▶ [Task statement]:
Find the string "content" in the records. Copy every line it appears in.

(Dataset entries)

== == ==

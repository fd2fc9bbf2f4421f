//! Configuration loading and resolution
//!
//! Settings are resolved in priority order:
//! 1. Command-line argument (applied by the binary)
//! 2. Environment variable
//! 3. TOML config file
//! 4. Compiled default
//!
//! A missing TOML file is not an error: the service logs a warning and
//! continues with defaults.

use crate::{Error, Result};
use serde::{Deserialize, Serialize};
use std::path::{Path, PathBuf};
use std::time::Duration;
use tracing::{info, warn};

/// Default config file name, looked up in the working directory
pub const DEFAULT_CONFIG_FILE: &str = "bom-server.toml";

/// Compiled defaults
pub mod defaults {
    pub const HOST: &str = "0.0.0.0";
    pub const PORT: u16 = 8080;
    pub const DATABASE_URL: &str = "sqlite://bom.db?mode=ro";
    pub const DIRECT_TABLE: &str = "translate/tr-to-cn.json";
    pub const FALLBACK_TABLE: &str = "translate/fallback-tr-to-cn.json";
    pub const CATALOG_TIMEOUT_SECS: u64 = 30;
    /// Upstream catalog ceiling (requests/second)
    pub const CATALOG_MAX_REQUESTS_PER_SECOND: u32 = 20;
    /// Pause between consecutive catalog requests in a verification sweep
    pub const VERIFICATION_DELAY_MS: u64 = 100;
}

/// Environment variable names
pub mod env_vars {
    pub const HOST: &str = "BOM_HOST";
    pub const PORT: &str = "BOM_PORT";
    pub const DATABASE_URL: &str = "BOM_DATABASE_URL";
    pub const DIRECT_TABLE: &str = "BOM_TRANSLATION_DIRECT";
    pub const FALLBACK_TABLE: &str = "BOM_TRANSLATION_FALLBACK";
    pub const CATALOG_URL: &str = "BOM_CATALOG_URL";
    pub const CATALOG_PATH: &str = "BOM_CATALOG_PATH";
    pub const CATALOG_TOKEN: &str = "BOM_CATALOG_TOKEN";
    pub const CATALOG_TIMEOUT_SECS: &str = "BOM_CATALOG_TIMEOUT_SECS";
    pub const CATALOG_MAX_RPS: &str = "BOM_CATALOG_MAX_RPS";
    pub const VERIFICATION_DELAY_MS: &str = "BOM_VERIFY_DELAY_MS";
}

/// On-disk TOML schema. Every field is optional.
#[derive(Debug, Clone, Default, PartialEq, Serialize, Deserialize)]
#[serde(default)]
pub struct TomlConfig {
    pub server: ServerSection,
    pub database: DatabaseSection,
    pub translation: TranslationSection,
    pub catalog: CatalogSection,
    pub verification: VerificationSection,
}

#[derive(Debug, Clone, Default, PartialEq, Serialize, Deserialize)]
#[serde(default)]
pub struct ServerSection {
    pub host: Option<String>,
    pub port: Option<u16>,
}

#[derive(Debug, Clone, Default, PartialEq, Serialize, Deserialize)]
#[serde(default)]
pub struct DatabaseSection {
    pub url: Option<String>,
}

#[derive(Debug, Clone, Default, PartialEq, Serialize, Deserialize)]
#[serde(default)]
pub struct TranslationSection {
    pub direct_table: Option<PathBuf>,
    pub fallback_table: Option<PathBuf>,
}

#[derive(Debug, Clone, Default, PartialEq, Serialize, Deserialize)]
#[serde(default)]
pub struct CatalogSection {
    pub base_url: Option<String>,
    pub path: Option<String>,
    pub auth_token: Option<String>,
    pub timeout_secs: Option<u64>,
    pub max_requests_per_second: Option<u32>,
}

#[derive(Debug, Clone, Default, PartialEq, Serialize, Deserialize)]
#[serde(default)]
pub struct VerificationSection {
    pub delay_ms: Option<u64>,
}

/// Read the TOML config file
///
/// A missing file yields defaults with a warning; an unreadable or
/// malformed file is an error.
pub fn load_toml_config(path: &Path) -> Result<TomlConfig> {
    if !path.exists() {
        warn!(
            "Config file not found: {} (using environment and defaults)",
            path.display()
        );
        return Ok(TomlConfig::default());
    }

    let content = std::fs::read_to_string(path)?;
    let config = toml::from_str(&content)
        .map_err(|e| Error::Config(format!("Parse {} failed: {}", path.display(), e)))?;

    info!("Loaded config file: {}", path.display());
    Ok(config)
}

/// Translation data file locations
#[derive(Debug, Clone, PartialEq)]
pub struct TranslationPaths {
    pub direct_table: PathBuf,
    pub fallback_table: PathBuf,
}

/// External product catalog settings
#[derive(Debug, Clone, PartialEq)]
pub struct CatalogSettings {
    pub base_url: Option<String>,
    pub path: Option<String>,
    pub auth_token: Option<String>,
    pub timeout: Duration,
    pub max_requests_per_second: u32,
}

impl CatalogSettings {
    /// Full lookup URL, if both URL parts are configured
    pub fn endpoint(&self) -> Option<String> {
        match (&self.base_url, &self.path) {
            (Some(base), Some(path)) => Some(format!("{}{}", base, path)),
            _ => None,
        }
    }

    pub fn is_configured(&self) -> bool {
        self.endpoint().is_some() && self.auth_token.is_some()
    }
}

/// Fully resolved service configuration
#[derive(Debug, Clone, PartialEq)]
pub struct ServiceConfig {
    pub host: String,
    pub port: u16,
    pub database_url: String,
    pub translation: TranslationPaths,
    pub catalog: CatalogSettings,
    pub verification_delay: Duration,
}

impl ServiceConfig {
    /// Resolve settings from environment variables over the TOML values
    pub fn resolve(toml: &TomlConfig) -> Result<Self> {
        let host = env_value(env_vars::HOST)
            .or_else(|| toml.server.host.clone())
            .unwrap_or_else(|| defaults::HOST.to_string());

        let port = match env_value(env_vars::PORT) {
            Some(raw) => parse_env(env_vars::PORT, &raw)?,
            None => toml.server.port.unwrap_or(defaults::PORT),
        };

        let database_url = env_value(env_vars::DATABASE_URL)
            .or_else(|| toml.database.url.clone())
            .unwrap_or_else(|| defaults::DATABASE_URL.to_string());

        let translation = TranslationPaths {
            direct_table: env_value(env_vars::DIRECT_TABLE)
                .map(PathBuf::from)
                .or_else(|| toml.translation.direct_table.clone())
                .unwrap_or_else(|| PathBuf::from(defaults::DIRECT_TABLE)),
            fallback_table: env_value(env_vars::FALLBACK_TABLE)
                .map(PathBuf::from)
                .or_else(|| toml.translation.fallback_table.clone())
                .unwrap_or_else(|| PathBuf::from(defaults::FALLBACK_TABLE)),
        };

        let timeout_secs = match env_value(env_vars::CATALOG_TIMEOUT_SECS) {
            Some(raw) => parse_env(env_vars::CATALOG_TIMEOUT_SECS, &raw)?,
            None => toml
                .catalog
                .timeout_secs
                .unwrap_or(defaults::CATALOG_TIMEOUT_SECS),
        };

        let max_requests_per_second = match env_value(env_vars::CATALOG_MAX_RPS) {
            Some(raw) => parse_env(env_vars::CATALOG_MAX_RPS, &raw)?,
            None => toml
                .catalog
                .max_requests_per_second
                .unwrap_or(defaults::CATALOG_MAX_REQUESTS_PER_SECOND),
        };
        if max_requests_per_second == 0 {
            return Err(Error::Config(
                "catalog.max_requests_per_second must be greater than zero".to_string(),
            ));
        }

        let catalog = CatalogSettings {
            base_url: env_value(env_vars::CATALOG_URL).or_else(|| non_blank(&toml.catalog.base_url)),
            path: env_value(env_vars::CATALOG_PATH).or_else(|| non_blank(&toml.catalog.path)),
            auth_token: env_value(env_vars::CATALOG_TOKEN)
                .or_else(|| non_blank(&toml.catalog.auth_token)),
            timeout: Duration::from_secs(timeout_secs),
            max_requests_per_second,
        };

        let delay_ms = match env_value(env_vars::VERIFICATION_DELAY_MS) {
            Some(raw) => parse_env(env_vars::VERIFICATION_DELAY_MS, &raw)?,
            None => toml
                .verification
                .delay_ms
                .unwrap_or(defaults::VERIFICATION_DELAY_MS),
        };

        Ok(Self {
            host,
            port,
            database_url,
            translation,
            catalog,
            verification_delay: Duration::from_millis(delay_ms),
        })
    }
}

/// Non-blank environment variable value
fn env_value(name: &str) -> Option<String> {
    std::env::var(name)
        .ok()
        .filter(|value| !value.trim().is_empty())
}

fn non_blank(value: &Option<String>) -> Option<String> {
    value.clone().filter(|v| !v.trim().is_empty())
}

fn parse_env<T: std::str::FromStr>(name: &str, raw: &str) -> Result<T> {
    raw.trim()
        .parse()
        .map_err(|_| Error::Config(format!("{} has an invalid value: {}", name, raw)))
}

== == ==

▶ [Exercise output]:
    let content = std::fs::read_to_string(path)?;
    let config = toml::from_str(&content)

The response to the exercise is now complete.